Akumulator

  
Sortuj wg daty:
rosnąco malejąco
Problem z akumulatorem. Toyota Avensis 2.0l benzyna 99r. W listopadzie kupiłem nowy akumulator Centrę + 61 Ah. W grudniu stał samochód 3 tygodnie bez jeżdzenia w garażu i nie odpaliłem go. Po naładowaniu akumulatora tak jak producent zaleca wszystko działa dobrze samochód odpala. W lutym samochód stał znowu 2 tygodnie bez jazdy. Akumulator był naładowany 12,5 V a po 2 tygodniach spadł do 10 V -samochód zapalił. Mam alarm Avitala czyżby on powodował tak duży ubytek prądu czy może to jest sprawa czegoś jeszcze innego.
  
 
Witam a czy miałeś mozliwość sprawdzenia stężenia elektrolitu ? Być może to jest przyczyną.
  
 
Autoalarm pobiera pojedyńcze miliampery prądu, w zasadzie nie wiele więcej niż jego dioda LED. Jeżeli nie ma w instalacji innych "ukrytych" odbiorników prądu to W PEŁNI naładowany akumulator powinien wystarczyć na kilka tygodni-dochodzi samorozładowanie akumulatora. Pytanie tylko czy stawiając wóz do garażu masz w pełni naładowany akumulator? Jeżeli jazda po mieście- to raczej nie, zwłaszcza że 60 Ah ładuje się znacznie dłużej niż 45. Tak więc wbrew pozorom wszystko może być OK.

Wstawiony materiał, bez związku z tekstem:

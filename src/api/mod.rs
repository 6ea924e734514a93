//! Backend collaborator surface: wire types and the REST client.

mod client;
mod types;

pub use client::{ApiClient, FetchError, PagedCollection};
pub use types::{
    EventSummary, LeadDetail, LeadSummary, Page, Project, Scope, FALLBACK_DISPLAY_NAME,
};
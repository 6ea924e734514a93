//! TOML configuration for the client.
//!
//! Every setting is optional: a missing file, an empty file, and a partial
//! file all resolve to usable defaults, so an embedder can ship with no
//! config at all. Unknown keys still parse, but each one is logged so a
//! typo in a key name surfaces somewhere instead of silently meaning
//! "default".
use serde::Deserialize;
use std::path::Path;
use thiserror::Error;

// ============================================================================
// Error Types
// ============================================================================

#[derive(Debug, Error)]
pub enum ConfigError {
    /// The file exists but could not be read.
    #[error("Could not read config file: {0}")]
    Io(#[from] std::io::Error),

    #[error("Config file is not valid TOML: {0}")]
    Parse(#[from] toml::de::Error),

    /// The size gate tripped before the file was read.
    #[error("Config file too large: {0}")]
    TooLarge(String),
}

// ============================================================================
// Configuration Struct
// ============================================================================

/// Client configuration.
///
/// Each field carries a serde default, so a config file may name any
/// subset of the keys. `Debug` is hand-written to keep `api_token` out of
/// logs and error chains.
#[derive(Clone, Deserialize)]
#[serde(default)]
pub struct Config {
    /// Base URL of the lead-management REST backend.
    pub base_url: String,

    /// Bearer token attached to every request. The authentication gate
    /// itself is external; the client only forwards the credential.
    pub api_token: Option<String>,

    /// Delta poll interval in seconds while a scope is active.
    pub poll_interval_secs: u64,

    /// Per-request timeout in seconds.
    pub request_timeout_secs: u64,
}

impl Default for Config {
    fn default() -> Self {
        Self {
            base_url: "http://127.0.0.1:8000/api/".to_string(),
            api_token: None,
            poll_interval_secs: 30,
            request_timeout_secs: 30,
        }
    }
}

// The token must never appear in rendered output.
impl std::fmt::Debug for Config {
    fn fmt(&self, f: &mut std::fmt::Formatter<'_>) -> std::fmt::Result {
        f.debug_struct("Config")
            .field("base_url", &self.base_url)
            .field("api_token", &self.api_token.as_ref().map(|_| "[REDACTED]"))
            .field("poll_interval_secs", &self.poll_interval_secs)
            .field("request_timeout_secs", &self.request_timeout_secs)
            .finish()
    }
}

impl Config {
    /// Upper bound on config file size (1 MB).
    const MAX_FILE_SIZE: u64 = 1_048_576;

    const KNOWN_KEYS: &'static [&'static str] = &[
        "base_url",
        "api_token",
        "poll_interval_secs",
        "request_timeout_secs",
    ];

    /// Read configuration from `path`.
    ///
    /// Missing and empty files are not errors; both yield the defaults.
    /// Oversized files are rejected before any bytes are read, and
    /// malformed TOML surfaces with the parser's position info.
    pub fn load(path: &Path) -> Result<Self, ConfigError> {
        // Size gate on metadata, before any bytes are read
        match std::fs::metadata(path) {
            Ok(meta) if meta.len() > Self::MAX_FILE_SIZE => {
                return Err(ConfigError::TooLarge(format!(
                    "Config file is {} bytes (max {} bytes)",
                    meta.len(),
                    Self::MAX_FILE_SIZE
                )));
            }
            Err(e) if e.kind() == std::io::ErrorKind::NotFound => {
                tracing::debug!(path = %path.display(), "No config file found, using defaults");
                return Ok(Self::default());
            }
            Err(e) => return Err(ConfigError::Io(e)),
            Ok(_) => {}
        }

        let content = match std::fs::read_to_string(path) {
            Ok(c) => c,
            Err(e) if e.kind() == std::io::ErrorKind::NotFound => {
                // The file can vanish between the metadata call and the read
                tracing::debug!(path = %path.display(), "Config file disappeared, using defaults");
                return Ok(Self::default());
            }
            Err(e) => return Err(ConfigError::Io(e)),
        };

        if content.trim().is_empty() {
            tracing::debug!(path = %path.display(), "Config file is empty, using defaults");
            return Ok(Self::default());
        }

        // A raw-table pass surfaces unknown keys; the typed parse below
        // simply ignores them
        if let Ok(raw) = content.parse::<toml::Table>() {
            for key in raw.keys() {
                if !Self::KNOWN_KEYS.contains(&key.as_str()) {
                    tracing::warn!(key = %key, "Ignoring unknown config key");
                }
            }
        }

        let config: Config = toml::from_str(&content)?;
        tracing::info!(path = %path.display(), base_url = %config.base_url, "Loaded configuration");
        Ok(config)
    }
}

// ============================================================================
// Tests
// ============================================================================
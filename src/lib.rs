//! Incremental feed synchronization client for the "Events & Leads" view
//! of a lead-management dashboard.
//!
//! The crate is an embedded client module, not an application: the
//! surrounding UI constructs a [`FeedController`] and consumes
//! [`FeedSnapshot`]s. The pipeline it owns:
//!
//! - bulk-loads paginated historical records ([`sync::BulkPageLoader`]),
//! - polls for records newer than the last known point on a fixed
//!   interval, merging them without re-fetching or duplicating history,
//! - enriches lightweight list records with heavier per-entity detail,
//!   fetched lazily and memoized ([`sync::EntityDetailCache`]),
//! - tracks persistent seen/unseen state across sessions
//!   ([`viewed::ViewedStateStore`]),
//! - and atomically resets all of the above when the business filter
//!   ([`Scope`]) changes, discarding in-flight work via an epoch token.
//!
//! ```no_run
//! use leadfeed::{ApiClient, Config, FeedController, JsonFileStore, Scope, ViewedStateStore};
//! use std::time::Duration;
//!
//! # async fn run() -> anyhow::Result<()> {
//! let config = Config::load(std::path::Path::new("leadfeed.toml"))?;
//! let api = ApiClient::new(&config)?;
//! let viewed = ViewedStateStore::load(Box::new(JsonFileStore::new(".leadfeed-state")?));
//! let feed = FeedController::new(api, viewed, Duration::from_secs(config.poll_interval_secs));
//!
//! feed.set_scope(Scope::Business("B1".into())).await?;
//! let snapshot = feed.snapshot();
//! println!("{} unread leads", snapshot.unread_leads_count);
//! # Ok(())
//! # }
//! ```

pub mod api;
pub mod config;
pub mod sync;
pub mod viewed;

pub use api::{ApiClient, EventSummary, FetchError, LeadDetail, LeadSummary, Page, Scope};
pub use config::{Config, ConfigError};
pub use sync::{FeedController, FeedSnapshot, Phase, SyncError};
pub use viewed::{JsonFileStore, MemoryStore, Namespace, StateStore, ViewedStateStore};
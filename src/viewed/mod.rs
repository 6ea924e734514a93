//! Persisted "seen/unseen" accounting, independent of what is currently
//! loaded in memory.
//!
//! Two id namespaces (leads, events) are kept as in-memory sets backed by
//! an injected [`StateStore`]. The persisted layout is one JSON string
//! array per namespace. Corrupt or missing persisted data degrades to an
//! empty set — never an error — and every successful mark is persisted
//! immediately, so a crash between mark and navigation cannot lose it.

use std::collections::HashSet;
use std::path::PathBuf;
use thiserror::Error;

// ============================================================================
// Namespaces
// ============================================================================

/// The two independent viewed-id namespaces.
#[derive(Debug, Clone, Copy, PartialEq, Eq, Hash)]
pub enum Namespace {
    Leads,
    Events,
}

impl Namespace {
    pub const ALL: [Namespace; 2] = [Namespace::Leads, Namespace::Events];

    /// Key under which this namespace is persisted.
    fn storage_key(self) -> &'static str {
        match self {
            Namespace::Leads => "viewed_leads",
            Namespace::Events => "viewed_events",
        }
    }
}

// ============================================================================
// Persistence Backend
// ============================================================================

#[derive(Debug, Error)]
pub enum StateStoreError {
    #[error("Storage I/O error: {0}")]
    Io(#[from] std::io::Error),
}

/// Key-value persistence contract for client-local state.
///
/// Injected into [`ViewedStateStore`] so production code uses
/// [`JsonFileStore`] while tests swap in [`MemoryStore`].
pub trait StateStore: Send + Sync {
    fn get(&self, key: &str) -> Result<Option<String>, StateStoreError>;
    fn set(&self, key: &str, value: &str) -> Result<(), StateStoreError>;
    fn clear(&self, key: &str) -> Result<(), StateStoreError>;
}

/// File-backed store: one `<key>.json` file per entry under a directory.
pub struct JsonFileStore {
    dir: PathBuf,
}

impl JsonFileStore {
    /// Create the store, creating the directory if needed.
    pub fn new(dir: impl Into<PathBuf>) -> Result<Self, StateStoreError> {
        let dir = dir.into();
        std::fs::create_dir_all(&dir)?;
        Ok(Self { dir })
    }

    fn path_for(&self, key: &str) -> PathBuf {
        self.dir.join(format!("{key}.json"))
    }
}

impl StateStore for JsonFileStore {
    fn get(&self, key: &str) -> Result<Option<String>, StateStoreError> {
        match std::fs::read_to_string(self.path_for(key)) {
            Ok(content) => Ok(Some(content)),
            Err(e) if e.kind() == std::io::ErrorKind::NotFound => Ok(None),
            Err(e) => Err(e.into()),
        }
    }

    fn set(&self, key: &str, value: &str) -> Result<(), StateStoreError> {
        // Write-then-rename so a crash mid-write cannot corrupt the entry
        let tmp = self.dir.join(format!("{key}.json.tmp"));
        std::fs::write(&tmp, value)?;
        std::fs::rename(&tmp, self.path_for(key))?;
        Ok(())
    }

    fn clear(&self, key: &str) -> Result<(), StateStoreError> {
        match std::fs::remove_file(self.path_for(key)) {
            Ok(()) => Ok(()),
            Err(e) if e.kind() == std::io::ErrorKind::NotFound => Ok(()),
            Err(e) => Err(e.into()),
        }
    }
}

/// In-memory store for tests.
#[derive(Default)]
pub struct MemoryStore {
    entries: std::sync::Mutex<std::collections::HashMap<String, String>>,
}

impl MemoryStore {
    pub fn new() -> Self {
        Self::default()
    }
}

impl StateStore for MemoryStore {
    fn get(&self, key: &str) -> Result<Option<String>, StateStoreError> {
        let entries = self.entries.lock().unwrap_or_else(|e| e.into_inner());
        Ok(entries.get(key).cloned())
    }

    fn set(&self, key: &str, value: &str) -> Result<(), StateStoreError> {
        let mut entries = self.entries.lock().unwrap_or_else(|e| e.into_inner());
        entries.insert(key.to_string(), value.to_string());
        Ok(())
    }

    fn clear(&self, key: &str) -> Result<(), StateStoreError> {
        let mut entries = self.entries.lock().unwrap_or_else(|e| e.into_inner());
        entries.remove(key);
        Ok(())
    }
}

// ============================================================================
// Viewed State
// ============================================================================

/// Viewed-id sets for both namespaces, loaded once at construction and
/// persisted on every new mark.
pub struct ViewedStateStore {
    store: Box<dyn StateStore>,
    leads: HashSet<String>,
    events: HashSet<String>,
}

impl ViewedStateStore {
    /// Load both namespaces from the backing store.
    ///
    /// Missing entries and malformed JSON both yield an empty set; the
    /// viewed badge degrading to "everything unread" beats refusing to
    /// start.
    pub fn load(store: Box<dyn StateStore>) -> Self {
        let mut this = Self {
            store,
            leads: HashSet::new(),
            events: HashSet::new(),
        };
        for ns in Namespace::ALL {
            let loaded = this.read_namespace(ns);
            *this.set_mut(ns) = loaded;
        }
        this
    }

    fn read_namespace(&self, ns: Namespace) -> HashSet<String> {
        let key = ns.storage_key();
        match self.store.get(key) {
            Ok(Some(raw)) => match serde_json::from_str::<Vec<String>>(&raw) {
                Ok(ids) => ids.into_iter().collect(),
                Err(e) => {
                    tracing::warn!(key = key, error = %e, "Corrupt viewed-state entry, starting empty");
                    HashSet::new()
                }
            },
            Ok(None) => HashSet::new(),
            Err(e) => {
                tracing::warn!(key = key, error = %e, "Failed to read viewed-state entry, starting empty");
                HashSet::new()
            }
        }
    }

    fn set_for(&self, ns: Namespace) -> &HashSet<String> {
        match ns {
            Namespace::Leads => &self.leads,
            Namespace::Events => &self.events,
        }
    }

    fn set_mut(&mut self, ns: Namespace) -> &mut HashSet<String> {
        match ns {
            Namespace::Leads => &mut self.leads,
            Namespace::Events => &mut self.events,
        }
    }

    pub fn is_viewed(&self, ns: Namespace, id: &str) -> bool {
        self.set_for(ns).contains(id)
    }

    /// Mark an id as viewed. Idempotent; a new mark is persisted
    /// immediately. Storage failures keep the in-memory mark and log —
    /// the pipeline never crashes on viewed-state trouble.
    pub fn mark_viewed(&mut self, ns: Namespace, id: &str) {
        if !self.set_mut(ns).insert(id.to_string()) {
            return;
        }
        self.persist(ns);
    }

    /// Explicitly forget every viewed id in a namespace. The only way a
    /// viewed set ever shrinks.
    pub fn clear(&mut self, ns: Namespace) {
        self.set_mut(ns).clear();
        if let Err(e) = self.store.clear(ns.storage_key()) {
            tracing::warn!(key = ns.storage_key(), error = %e, "Failed to clear viewed-state entry");
        }
    }

    pub fn viewed_count(&self, ns: Namespace) -> usize {
        self.set_for(ns).len()
    }

    /// How many of the given (loaded) ids have been viewed. This is the
    /// intersection term of the unread-count arithmetic.
    pub fn viewed_within<'a>(
        &self,
        ns: Namespace,
        ids: impl IntoIterator<Item = &'a str>,
    ) -> usize {
        let set = self.set_for(ns);
        ids.into_iter().filter(|id| set.contains(*id)).count()
    }

    fn persist(&self, ns: Namespace) {
        let mut ids: Vec<&String> = self.set_for(ns).iter().collect();
        ids.sort(); // deterministic file contents
        let raw = match serde_json::to_string(&ids) {
            Ok(raw) => raw,
            Err(e) => {
                tracing::warn!(key = ns.storage_key(), error = %e, "Failed to serialize viewed-state entry");
                return;
            }
        };
        if let Err(e) = self.store.set(ns.storage_key(), &raw) {
            tracing::warn!(key = ns.storage_key(), error = %e, "Failed to persist viewed-state entry");
        }
    }
}

// ============================================================================
// Tests
// ============================================================================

Akumulator ołowiowy w pełni naładowany:14,4V spada po chwili do 13,6v. 12V to powinien trzymać pod obciążeniem.
Jeżeli masz prostownik to naładuj do pełna przed odstawieniem samochodu na dłużej....
  
 
Cytat:
2005-02-23 13:12:26, stanvip pisze:
Mam alarm Avitala czyżby on powodował tak duży ubytek prądu czy może to jest sprawa czegoś jeszcze innego.


Najlepiej sprawdź!
Podłącz najprostszy amperomierz (zakres do 10A) w szereg z akumulatorem i sprawdz jaki płynie prąd (samochód w takim stanie jakbys go zostawiał). Nie przekręcaj stacyjki bo z miernika zostanie plama .
Jeśli prąd będzie większy niz kilka mA to znaczy ze gdzieś jest za duzy pobór. Wyłącz alarm. Jeśli to nie to to po kolei każdy bezpieczniki wyciągaj.... jeśli prad spadnie to znalazłeś.

Pozdrawiam
  
 
Dokładnie, tak jak pisze misiek. Stawiałbym na jakiś poważny "upływ" w instalacji.
  
 
Są 3 możliwości:upływ, niedoładowanie, wadliwy akumulator. Kto dobrze obstawił stawia lizaka
Z amperomierzem dobry pomysł tylko jeżeli po podłączeniu aku autoalarm się załącza, to żarówki kierunkowskazów potrafią przepalić bezpiecznik w mierniku.
  
 
Cytat:
2005-02-24 17:10:32, Kafar pisze:
Są 3 możliwości:upływ, niedoładowanie, wadliwy akumulator. Kto dobrze obstawił stawia lizaka Z amperomierzem dobry pomysł tylko jeżeli po podłączeniu aku autoalarm się załącza, to żarówki kierunkowskazów potrafią przepalić bezpiecznik w mierniku.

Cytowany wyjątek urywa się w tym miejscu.